The Guardian: Could the global Covid death toll be millions higher than thought?. “The World Mortality Dataset contains information on more than 100 countries. Among those missing are most African and many Asian countries, including some of the world’s most populous and – judging by news reports and other sources – worst-affected. India, for example, does not routinely release national vital data, yet some researchers estimate its Covid death toll could be as high as 4 million.”
Penn State News: What was really the secret behind Van Gogh’s success?. “By using artificial intelligence to mine big data related to artists, film directors and scientists, the researchers discovered this pattern is not uncommon but, instead, a magical formula. Hot streaks, they found, directly result from years of exploration (studying diverse styles or topics) immediately followed by years of exploitation (focusing on a narrow area to develop deep expertise).”
Wired: Humans Can’t Be the Sole Keepers of Scientific Knowledge. “Writing scientific knowledge in a programming-like language will be dry, but it will be sustainable, because new concepts will be directly added to the library of science that machines understand. Plus, as machines are taught more scientific facts, they will be able to help scientists streamline their logical arguments; spot errors, inconsistencies, plagiarism, and duplications; and highlight connections. AI with an understanding of physical laws is more powerful than AI trained on data alone, so science-savvy machines will be able to help future discoveries.

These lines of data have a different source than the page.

// Copyright 2019-2020 PolkaX Authors. Licensed under GPL-3.0.

use rand::rngs::OsRng;
use rand::RngCore;

use objstore::{transact, transact_read, Store};

use crate::bucket::{chain_find, chain_put, chain_remove, Bucket, Link, BUCKET_CAPACITY};
use crate::error::Result;
use crate::hash::keyed_hash;
use crate::root::Root;

/// A linear hash map whose buckets are objects of a transactional store.
///
/// Every operation runs as a transaction closure: when the store signals
/// that a restart is needed, the operation re-runs from the top with fresh
/// reads. Keys are byte strings compared by equality.
pub struct LinearHash<S: Store> {
    store: S,
    root: S::Handle,
}

/// Occupancy counters of a map's root, for diagnostics and tests.
#[derive(Clone, Copy, Debug, PartialEq, Eq)]
pub struct Stats {
    /// Total entries.
    pub size: u64,
    /// Total buckets, chain extensions included.
    pub bucket_count: u64,
    /// Next top-level bucket slated for splitting.
    pub split_index: u64,
    /// Mask addressing already-split buckets.
    pub mask_high: u64,
    /// Mask addressing not-yet-split buckets.
    pub mask_low: u64,
}

impl<S: Store> LinearHash<S> {
    /// Create an empty map, allocating its root and two empty buckets
    /// inside a transaction. The hash key is 16 fresh random bytes from the
    /// operating system and never changes for the life of the map.
    pub fn create_empty(store: S) -> Result<Self> {
        let mut hash_key = [0u8; 16];
        OsRng.fill_bytes(&mut hash_key);
        Self::create_with_hash_key(store, hash_key)
    }

    pub(crate) fn create_with_hash_key(mut store: S, hash_key: [u8; 16]) -> Result<Self> {
        let root = transact(&mut store, |store| {
            let first = Bucket::create_empty(store)?;
            let second = Bucket::create_empty(store)?;
            let root = Root {
                size: 0,
                bucket_count: 2,
                split_index: 0,
                mask_high: 3,
                mask_low: 1,
                hash_key,
                buckets: vec![first.handle().clone(), second.handle().clone()],
            };
            let handle = store.create(root.encode_payload(), root.buckets.clone())?;
            Ok::<_, crate::error::LinearHashError>(handle)
        })?;
        Ok(Self { store, root })
    }

    /// Reopen a map from its root handle.
    pub fn from_root(store: S, root: S::Handle) -> Self {
        Self { store, root }
    }

    /// Handle of the root object.
    pub fn root_handle(&self) -> &S::Handle {
        &self.root
    }

    /// The backing store.
    pub fn store(&self) -> &S {
        &self.store
    }

    /// Number of entries in the map.
    pub fn size(&self) -> Result<u64> {
        let handle = self.root.clone();
        transact_read(&self.store, move |store| {
            Ok(Root::read(store, &handle)?.size)
        })
    }

    /// Occupancy counters of the root.
    pub fn stats(&self) -> Result<Stats> {
        let handle = self.root.clone();
        transact_read(&self.store, move |store| {
            let root = Root::read(store, &handle)?;
            Ok(Stats {
                size: root.size,
                bucket_count: root.bucket_count,
                split_index: root.split_index,
                mask_high: root.mask_high,
                mask_low: root.mask_low,
            })
        })
    }

    /// Look up the value held against `key`.
    pub fn find(&self, key: &[u8]) -> Result<Option<S::Handle>> {
        let handle = self.root.clone();
        transact_read(&self.store, move |store| {
            let root = Root::read(store, &handle)?;
            let index = root.bucket_index(keyed_hash(&root.hash_key, key));
            chain_find(store, root.bucket_handle(index)?, key)
        })
    }

    /// Insert `value` against `key`, replacing any existing value. When the
    /// map runs past three-quarters full, the bucket at the split index is
    /// split before the operation returns.
    pub fn put(&mut self, key: &[u8], value: S::Handle) -> Result<()> {
        let handle = self.root.clone();
        transact(&mut self.store, move |store| {
            let mut root = Root::read(store, &handle)?;
            let index = root.bucket_index(keyed_hash(&root.hash_key, key));
            let head = root.bucket_handle(index)?;
            let putting = chain_put(store, head, key, value.clone())?;

            let mut dirty = false;
            if putting.added {
                root.size += 1;
                dirty = true;
            }
            if putting.chain_delta != 0 {
                root.apply_chain_delta(putting.chain_delta);
                dirty = true;
            }
            if root.over_utilised() {
                split(store, &mut root)?;
                dirty = true;
            }
            if dirty {
                root.write(store, &handle)?;
            }
            Ok(())
        })
    }

    /// Insert many pairs.
    pub fn batch_put<I>(&mut self, entries: I) -> Result<()>
    where
        I: IntoIterator<Item = (Vec<u8>, S::Handle)>,
    {
        for (key, value) in entries {
            self.put(&key, value)?;
        }
        Ok(())
    }

    /// Remove `key`; absent keys are a no-op.
    pub fn remove(&mut self, key: &[u8]) -> Result<()> {
        let handle = self.root.clone();
        transact(&mut self.store, move |store| {
            let mut root = Root::read(store, &handle)?;
            let index = root.bucket_index(keyed_hash(&root.hash_key, key));
            let head = root.bucket_handle(index)?;
            let removal = chain_remove(store, head, key, true)?;

            let mut dirty = false;
            match removal.link {
                Link::Relink(new_head) => {
                    root.buckets[index] = new_head;
                    dirty = true;
                }
                Link::End | Link::Unchanged => {}
            }
            if removal.done {
                root.size -= 1;
                dirty = true;
            }
            if removal.chain_delta != 0 {
                root.apply_chain_delta(removal.chain_delta);
                dirty = true;
            }
            if dirty {
                root.write(store, &handle)?;
            }
            Ok(())
        })
    }

    /// Visit every `(key, value)` pair: top-level buckets in index order,
    /// chains front to back, slots in slot order. Re-runs from the top if
    /// the store requests a restart.
    pub fn for_each<F>(&self, mut f: F) -> Result<()>
    where
        F: FnMut(&[u8], &S::Handle) -> Result<()>,
    {
        let handle = self.root.clone();
        transact_read(&self.store, move |store| {
            let root = Root::read(store, &handle)?;
            for head in &root.buckets {
                let mut cursor = head.clone();
                loop {
                    let bucket = Bucket::read(store, cursor)?;
                    for slot in 0..bucket.slot_limit() {
                        if bucket.slot_occupied(slot) {
                            f(bucket.slot_key(slot), &bucket.value_at(slot))?;
                        }
                    }
                    match bucket.next() {
                        Some(next) => cursor = next.clone(),
                        None => break,
                    }
                }
            }
            Ok(())
        })
    }

    /// Walk the whole map checking structural invariants, panicking on any
    /// violation. Intended for tests.
    pub fn verify(&self) -> Result<()> {
        let handle = self.root.clone();
        transact_read(&self.store, move |store| {
            let root = Root::read(store, &handle)?;
            let mut entries = 0u64;
            let mut buckets = 0u64;
            for (index, head) in root.buckets.iter().enumerate() {
                let mut seen: Vec<Vec<u8>> = Vec::new();
                let mut cursor = head.clone();
                loop {
                    let bucket = Bucket::read(store, cursor.clone())?;
                    buckets += 1;
                    for slot in 0..bucket.slot_limit() {
                        if !bucket.slot_occupied(slot) {
                            assert!(
                                bucket.slot_key(slot).is_empty(),
                                "unoccupied slot {} of bucket {:?} keeps a key",
                                slot,
                                cursor
                            );
                            continue;
                        }
                        entries += 1;
                        let key = bucket.slot_key(slot).to_vec();
                        let target = root.bucket_index(keyed_hash(&root.hash_key, &key));
                        assert_eq!(
                            target, index,
                            "key in bucket {} addresses bucket {}",
                            index, target
                        );
                        assert!(!seen.contains(&key), "key occurs twice in one chain");
                        seen.push(key);
                    }
                    match bucket.next() {
                        Some(next) => cursor = next.clone(),
                        None => break,
                    }
                }
            }
            assert_eq!(buckets, root.bucket_count, "bucket count mismatch");
            assert_eq!(entries, root.size, "entry count mismatch");
            Ok(())
        })
    }
}

/// Split the bucket at the split index.
///
/// A fresh bucket is appended to the top level and the split chain is
/// rehashed through the advanced masks: entries that no longer address the
/// old index move to the fresh bucket's chain, and chain links emptied by
/// the exodus are unlinked. Buckets still holding entries are written once
/// their final chain link is known.
fn split<S: Store>(store: &mut S, root: &mut Root<S::Handle>) -> Result<()> {
    let split_from = root.split_index as usize;

    let fresh = Bucket::create_empty(store)?;
    root.buckets.push(fresh.handle().clone());
    root.bucket_count += 1;
    root.split_index += 1;
    if 2 * root.split_index == root.buckets.len() as u64 {
        // Every bucket of this generation is split: start the next one.
        root.split_index = 0;
        root.mask_low = root.mask_high;
        root.mask_high = root.mask_high * 2 + 1;
    }

    let mut moved_chain = vec![fresh];
    let mut previous: Option<Bucket<S::Handle>> = None;
    let mut cursor = root.bucket_handle(split_from)?;
    loop {
        let mut bucket = Bucket::read(store, cursor)?;
        let next = bucket.next().cloned();

        for slot in 0..bucket.slot_limit() {
            if !bucket.slot_occupied(slot) {
                continue;
            }
            let key = bucket.slot_key(slot).to_vec();
            if root.bucket_index(keyed_hash(&root.hash_key, &key)) == split_from {
                continue;
            }
            let value = bucket.value_at(slot);
            stash(store, &mut moved_chain, root, &key, value)?;
            bucket.clear(slot);
        }
        bucket.tidy();

        if bucket.is_empty() {
            match (&mut previous, &next) {
                // Nothing survives ahead of it and nothing follows: the
                // top-level slot keeps this bucket, written out empty.
                (None, None) => bucket.write(store)?,
                (None, Some(next)) => {
                    root.buckets[split_from] = next.clone();
                    root.bucket_count -= 1;
                }
                (Some(previous), None) => {
                    previous.set_next(None);
                    root.bucket_count -= 1;
                }
                (Some(previous), Some(next)) => {
                    previous.set_next(Some(next.clone()));
                    root.bucket_count -= 1;
                }
            }
        } else {
            if let Some(mut done) = previous.take() {
                done.write(store)?;
            }
            previous = Some(bucket);
        }

        match next {
            Some(handle) => cursor = handle,
            None => break,
        }
    }
    if let Some(mut done) = previous.take() {
        done.write(store)?;
    }

    // Link the fresh chain back to front and write it out.
    let mut follower: Option<S::Handle> = None;
    for mut bucket in moved_chain.into_iter().rev() {
        bucket.set_next(follower.take());
        follower = Some(bucket.handle().clone());
        bucket.write(store)?;
    }
    Ok(())
}

/// Append a moved entry to the fresh bucket's chain, growing it when the
/// tail bucket fills.
fn stash<S: Store>(
    store: &mut S,
    chain: &mut Vec<Bucket<S::Handle>>,
    root: &mut Root<S::Handle>,
    key: &[u8],
    value: S::Handle,
) -> Result<()> {
    let full = match chain.last() {
        Some(bucket) => bucket.slot_limit() >= BUCKET_CAPACITY,
        None => true,
    };
    if full {
        chain.push(Bucket::create_empty(store)?);
        root.bucket_count += 1;
    }
    let tail_index = chain.len() - 1;
    let tail = &mut chain[tail_index];
    let slot = tail.slot_limit();
    tail.place(slot, key, value);
    Ok(())
}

Machines with a great knowledge of science could assist rather than replace human scientists.” I have so many conflicting thoughts about this article that I gave myself a headache. Be warned.

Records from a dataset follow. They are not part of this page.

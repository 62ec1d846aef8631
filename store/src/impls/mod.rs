// Copyright 2019-2020 PolkaX Authors. Licensed under GPL-3.0.

mod fail;
mod log;

pub use self::fail::{FailFn, FailStore};
pub use self::log::LogStore;
// Copyright 2019-2020 PolkaX Authors. Licensed under GPL-3.0.

use std::fmt;

/// A handle naming one object held by the store.
///
/// Handles compare by referent identity: two handles are the same iff they
/// name the same store object, regardless of the object's current content.
pub trait ObjectHandle: Clone + fmt::Debug + 'static {
    /// Return whether `self` and `other` name the same store object.
    fn same_referent(&self, other: &Self) -> bool;
}

/// The state of one store object: an opaque byte payload and an ordered
/// list of references to other store objects.
#[derive(Clone, Debug, PartialEq)]
pub struct Object<H> {
    /// Opaque byte payload.
    pub payload: Vec<u8>,
    /// Ordered references to other store objects.
    pub refs: Vec<H>,
}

Washington Post: Messy, incomplete U.S. data hobbles pandemic response. “The contentious and confusing debate in recent weeks over coronavirus booster shots has exposed a fundamental weakness in the United States’ ability to respond to a public health crisis: The data is a mess. How many people have been infected at this point? No one knows for sure, in part because of insufficient testing and incomplete reporting. How many fully vaccinated people have had breakthrough infections? The Centers for Disease Control and Prevention decided to track only a fraction of them. When do inoculated people need booster shots? American officials trying to answer that have had to rely heavily on data from abroad.”
Wolfram Blog: Analyzing Episode Data for The Office Series with the Wolfram Language. “Which episode was best for laughs? How did the episodes vary over the course of a season? Which season is the best? (According to Kevin, while every season thinks it’s the best, nothing beats the cookie season.) So here, I endeavor to present that additional analysis.” I have never seen the show so I didn’t get some of the explanatory references. I need a find a version of this for Monty Python or MST3K.
BioSpectrum Asia: Korea to establish national digital library on health and genome data by 2028. “The second pilot project will analyze the genetic makeup of 12,500 donated DNA samples from Korean patients living with a rare disease. Over the next year, the resulting data will be used by the Illumina-backed consortium to prepare for the main project in analyzing and comparing the genes of 1 million Koreans to advance the country’s medical technology and improve future public health.”
The Markup: The Secret Bias Hidden in Mortgage-Approval Algorithms. “An investigation by The Markup has found that lenders in 2019 were more likely to deny home loans to people of color than to White people with similar financial characteristics—even when we controlled for newly available financial factors that the mortgage industry for years has said would explain racial disparities in lending.”
New York Times: Show Me the Data!. “Who should get vaccine booster shots and when? Can vaccinated people with a breakthrough infection transmit the virus as easily as unvaccinated people? How many people with breakthrough infections die or get seriously ill, broken down by age and underlying health conditions? Confused? It’s not you. It’s the fog of pandemic, in which inadequate data hinders a clear understanding of how to fight a stealthy enemy.”
UC Santa Barbara: Taming Satellite Data. “More than 700 imaging satellites orbit the Earth, and every day they beam vast amounts of information to databases on the ground. There’s just one problem: While the geospatial data could help researchers and policymakers address critical challenges, only those with considerable wealth and expertise can access it. Now, a team of scientists, including UC Santa Barbara’s Tamma Carleton… has devised a machine learning system to tap the problem-solving potential of satellite imaging.”
Scientific Data: The Upworthy Research Archive, a time series of 32,487 experiments in U.S. media . “This archive records the stimuli and outcome for every A/B test fielded by Upworthy between January 24, 2013 and April 30, 2015. In total, the archive includes 32,487 experiments, 150,817 experiment arms, and 538,272,878 participant assignments. The open access dataset is organized to support exploratory and confirmatory research, as well as meta-scientific research on ways that scientists make use of the archive.”
Tech Xplore: Turning network traffic data into music. “Cybersecurity analysts deal with an enormous amount of data, especially when monitoring network traffic. If one were to print the data in text form, a single day’s worth of network traffic may be akin to a thick phonebook. In other words, detecting an abnormality is like finding a needle in a haystack.”